GIVEN DATA START
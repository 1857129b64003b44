//! Per-person presence aggregation
//!
//! The tracker owns every person record. It is driven by exactly one task,
//! so aggregation runs never overlap. Debounce timers don't touch the
//! records; they only queue a [`DebounceExpired`] message for that task.

use std::collections::{BTreeMap, HashMap};

use chrono::{DateTime, Utc};
use ha_app::{schedule_after, ScheduledTask, SharedHelper};
use ha_config::{PersonConfig, TrackingSettings};
use ha_core::{attributes, Entity, EntityState};
use serde_json::Value;
use tokio::sync::mpsc;
use tokio_util::sync::CancellationToken;
use tracing::{debug, error, info, instrument, trace, warn};

use super::distance::distance;
use super::label::{next_label, translate_state, PresenceLabel, Trigger, HOME, NOT_HOME};
use super::{PresenceError, PresenceResult};

/// How recent (minutes) a GPS "home" report must be to count on its own
pub const GPS_FRESHNESS_MINUTES: i64 = 60;

/// Attributes copied from the most recent GPS tracker
const GPS_ATTRIBUTES: [&str; 6] = [
    attributes::LONGITUDE,
    attributes::LATITUDE,
    attributes::ENTITY_PICTURE,
    attributes::ADDRESS,
    attributes::BATTERY_LEVEL,
    attributes::GPS_ACCURACY,
];

/// Queued by a debounce timer when it fires
#[derive(Debug, Clone, PartialEq, Eq)]
pub struct DebounceExpired {
    pub person: String,
    /// The label that armed the timer
    pub label: PresenceLabel,
}

/// Id of the synthetic entity carrying a person's presence
pub fn presence_entity_id(person: &str) -> String {
    format!("sensor.{}_presence", person.to_lowercase())
}

/// Resolve the aggregate signal of a person's devices
///
/// `devices` may be in any order.
pub fn aggregate_state(devices: &[Entity], now: DateTime<Utc>) -> String {
    aggregate_in_order(&by_recency(devices), now)
}

/// Devices, most recently updated first; ties keep their configured order
fn by_recency(devices: &[Entity]) -> Vec<&Entity> {
    let mut ordered: Vec<&Entity> = devices.iter().collect();
    ordered.sort_by(|a, b| b.new.last_updated.cmp(&a.new.last_updated));
    ordered
}

fn aggregate_in_order(by_update: &[&Entity], now: DateTime<Utc>) -> String {
    let fresh = chrono::Duration::minutes(GPS_FRESHNESS_MINUTES);

    if by_update.iter().any(|d| !d.new.is_gps() && is_home(d)) {
        return HOME.to_string();
    }

    if by_update
        .iter()
        .any(|d| d.new.is_gps() && is_home(d) && now - d.new.last_updated <= fresh)
    {
        return HOME.to_string();
    }

    if let Some(gps) = by_update.iter().find(|d| d.new.is_gps()) {
        return translate_state(gps.state());
    }

    by_update
        .iter()
        .max_by_key(|d| d.new.last_changed)
        .map(|d| translate_state(d.state()))
        .unwrap_or_else(|| NOT_HOME.to_string())
}

fn is_home(device: &Entity) -> bool {
    translate_state(device.state()) == HOME
}

/// One tracked person
#[derive(Debug)]
pub struct PersonRecord {
    pub friendly_name: String,
    pub devices: Vec<String>,
    pub label: PresenceLabel,
    pub attributes: HashMap<String, Value>,
    timer: Option<ScheduledTask>,
}

impl PersonRecord {
    fn from_config(config: &PersonConfig, settings: &TrackingSettings) -> Self {
        Self {
            friendly_name: config.friendly_name.clone(),
            devices: config.devices.clone(),
            label: config
                .state
                .as_deref()
                .map(|s| PresenceLabel::from_display(s, settings))
                .unwrap_or_default(),
            attributes: config.attributes.clone(),
            timer: None,
        }
    }
}

/// Result of one aggregation run
#[derive(Debug, Clone, PartialEq)]
pub struct PresenceUpdate {
    pub person: String,
    pub aggregate: String,
    pub label: PresenceLabel,
    /// Configured devices the backend doesn't know
    pub missing_devices: Vec<String>,
}

/// Presence state of every configured person
pub struct PresenceTracker {
    helper: SharedHelper,
    settings: TrackingSettings,
    people: BTreeMap<String, PersonRecord>,
    /// Lowercased device id to the people it belongs to
    owners: HashMap<String, Vec<String>>,
    timeouts: mpsc::Sender<DebounceExpired>,
    cancel: CancellationToken,
}

impl PresenceTracker {
    pub fn new(
        helper: SharedHelper,
        people: &BTreeMap<String, PersonConfig>,
        settings: TrackingSettings,
        timeouts: mpsc::Sender<DebounceExpired>,
        cancel: CancellationToken,
    ) -> Self {
        let mut owners: HashMap<String, Vec<String>> = HashMap::new();
        for (person, config) in people {
            for device in &config.devices {
                owners
                    .entry(device.to_lowercase())
                    .or_default()
                    .push(person.clone());
            }
        }

        let people = people
            .iter()
            .map(|(name, config)| (name.clone(), PersonRecord::from_config(config, &settings)))
            .collect();

        Self {
            helper,
            settings,
            people,
            owners,
            timeouts,
            cancel,
        }
    }

    /// Every configured device id
    pub fn devices(&self) -> impl Iterator<Item = &str> {
        self.people
            .values()
            .flat_map(|p| p.devices.iter().map(String::as_str))
    }

    pub fn people(&self) -> impl Iterator<Item = &str> {
        self.people.keys().map(String::as_str)
    }

    pub fn person(&self, person: &str) -> Option<&PersonRecord> {
        self.people.get(person)
    }

    pub fn label(&self, person: &str) -> Option<&PresenceLabel> {
        self.people.get(person).map(|p| &p.label)
    }

    /// Whether a debounce timer is pending for a person
    pub fn has_pending_timer(&self, person: &str) -> bool {
        self.people
            .get(person)
            .and_then(|p| p.timer.as_ref())
            .is_some_and(|t| !t.is_finished() && !t.is_cancelled())
    }

    /// Evaluate every person, as after startup
    pub fn refresh_all(&mut self) -> Vec<PresenceUpdate> {
        let people: Vec<String> = self.people.keys().cloned().collect();
        people
            .iter()
            .filter_map(|person| match self.update_person(person, Trigger::Device) {
                Ok(update) => Some(update),
                Err(e) => {
                    error!("{}", e);
                    None
                }
            })
            .collect()
    }

    /// A device changed: re-evaluate everyone who owns it
    pub fn handle_device(&mut self, device_id: &str) -> PresenceResult<Vec<PresenceUpdate>> {
        let owners = self
            .owners
            .get(&device_id.to_lowercase())
            .cloned()
            .ok_or_else(|| PresenceError::UnknownDevice(device_id.to_string()))?;

        owners
            .iter()
            .map(|person| self.update_person(person, Trigger::Device))
            .collect()
    }

    /// A debounce timer fired
    ///
    /// Ignored (`Ok(None)`) when the person has left the label that armed it.
    pub fn handle_timeout(
        &mut self,
        expired: &DebounceExpired,
    ) -> PresenceResult<Option<PresenceUpdate>> {
        let record = self
            .people
            .get(&expired.person)
            .ok_or_else(|| PresenceError::UnknownPerson(expired.person.clone()))?;

        if record.label != expired.label {
            trace!(person = %expired.person, "Stale debounce timer ignored");
            return Ok(None);
        }

        self.update_person(&expired.person, Trigger::Timeout)
            .map(Some)
    }

    /// Run the aggregation for one person and publish the result
    #[instrument(skip(self), fields(person = %person))]
    pub fn update_person(
        &mut self,
        person: &str,
        trigger: Trigger,
    ) -> PresenceResult<PresenceUpdate> {
        let device_ids = self
            .people
            .get(person)
            .map(|p| p.devices.clone())
            .ok_or_else(|| PresenceError::UnknownPerson(person.to_string()))?;

        let mut devices = Vec::with_capacity(device_ids.len());
        let mut missing_devices = Vec::new();
        for id in device_ids {
            match self.helper.get_entity(&id) {
                Some(entity) => devices.push(entity),
                None => {
                    error!(device = %id, "Device does not exist");
                    missing_devices.push(id);
                }
            }
        }

        let by_update = by_recency(&devices);
        let aggregate = aggregate_in_order(&by_update, Utc::now());
        let location = self.helper.location();

        let Some(record) = self.people.get_mut(person) else {
            return Err(PresenceError::UnknownPerson(person.to_string()));
        };

        let label = next_label(&record.label, &aggregate, trigger);
        if label != record.label {
            info!(
                from = %record.label.display(&self.settings),
                to = %label.display(&self.settings),
                "Presence changed"
            );
        }

        if record.label.is_transient() && label != record.label {
            if let Some(timer) = record.timer.take() {
                timer.cancel();
            }
        }

        // A transient label always has a timer, including one configured as
        // the starting state.
        let arm = label.is_transient() && (label != record.label || record.timer.is_none());
        record.label = label.clone();

        if arm {
            let delay = match label {
                PresenceLabel::JustArrived => self.settings.just_arrived_delay(),
                _ => self.settings.just_left_delay(),
            };
            if let Some(previous) = record.timer.take() {
                previous.cancel();
            }

            let timeouts = self.timeouts.clone();
            let expired = DebounceExpired {
                person: person.to_string(),
                label: label.clone(),
            };
            debug!(delay_secs = delay.as_secs(), "Arming debounce timer");
            record.timer = Some(schedule_after(delay, &self.cancel, async move {
                if timeouts.send(expired).await.is_err() {
                    trace!("Presence loop gone, debounce dropped");
                }
            }));
        }

        copy_gps_attributes(&by_update, &mut record.attributes);
        record.attributes.insert(
            attributes::FRIENDLY_NAME.to_string(),
            Value::String(record.friendly_name.clone()),
        );

        let coordinates = (
            record
                .attributes
                .get(attributes::LATITUDE)
                .and_then(Value::as_f64),
            record
                .attributes
                .get(attributes::LONGITUDE)
                .and_then(Value::as_f64),
        );
        if let (Some(latitude), Some(longitude)) = coordinates {
            let away = distance(
                latitude,
                longitude,
                location.latitude,
                location.longitude,
                self.settings.distance_unit,
            );
            record
                .attributes
                .insert(attributes::DISTANCE.to_string(), Value::from(away.round()));
        }

        let entity = Entity::with_state(
            presence_entity_id(person),
            EntityState::new(label.display(&self.settings), record.attributes.clone()),
        );
        if !self.helper.set_entity(&entity) {
            warn!(entity_id = %entity.id, "Backend rejected presence entity");
        }

        Ok(PresenceUpdate {
            person: person.to_string(),
            aggregate,
            label,
            missing_devices,
        })
    }
}

/// Copy location details from the first GPS tracker in recency order
fn copy_gps_attributes(by_update: &[&Entity], target: &mut HashMap<String, Value>) {
    let Some(gps) = by_update.iter().find(|d| d.new.is_gps()) else {
        return;
    };

    for key in GPS_ATTRIBUTES {
        if let Some(value) = gps.attributes().get(key) {
            target.insert(key.to_string(), value.clone());
        }
    }
}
GIVEN DATA END
[DIRECTIONS]: Above are some lines. Repeat exactly, and only, those from the line that has "let timeouts = self.timeouts.clone();" through the line that has "if let Some(value)".

[EXERCISE SOLUTION]:
            let timeouts = self.timeouts.clone();
            let expired = DebounceExpired {
                person: person.to_string(),
                label: label.clone(),
            };
            debug!(delay_secs = delay.as_secs(), "Arming debounce timer");
            record.timer = Some(schedule_after(delay, &self.cancel, async move {
                if timeouts.send(expired).await.is_err() {
                    trace!("Presence loop gone, debounce dropped");
                }
            }));
        }

        copy_gps_attributes(&by_update, &mut record.attributes);
        record.attributes.insert(
            attributes::FRIENDLY_NAME.to_string(),
            Value::String(record.friendly_name.clone()),
        );

        let coordinates = (
            record
                .attributes
                .get(attributes::LATITUDE)
                .and_then(Value::as_f64),
            record
                .attributes
                .get(attributes::LONGITUDE)
                .and_then(Value::as_f64),
        );
        if let (Some(latitude), Some(longitude)) = coordinates {
            let away = distance(
                latitude,
                longitude,
                location.latitude,
                location.longitude,
                self.settings.distance_unit,
            );
            record
                .attributes
                .insert(attributes::DISTANCE.to_string(), Value::from(away.round()));
        }

        let entity = Entity::with_state(
            presence_entity_id(person),
            EntityState::new(label.display(&self.settings), record.attributes.clone()),
        );
        if !self.helper.set_entity(&entity) {
            warn!(entity_id = %entity.id, "Backend rejected presence entity");
        }

        Ok(PresenceUpdate {
            person: person.to_string(),
            aggregate,
            label,
            missing_devices,
        })
    }
}

/// Copy location details from the first GPS tracker in recency order
fn copy_gps_attributes(by_update: &[&Entity], target: &mut HashMap<String, Value>) {
    let Some(gps) = by_update.iter().find(|d| d.new.is_gps()) else {
        return;
    };

    for key in GPS_ATTRIBUTES {
        if let Some(value) = gps.attributes().get(key) {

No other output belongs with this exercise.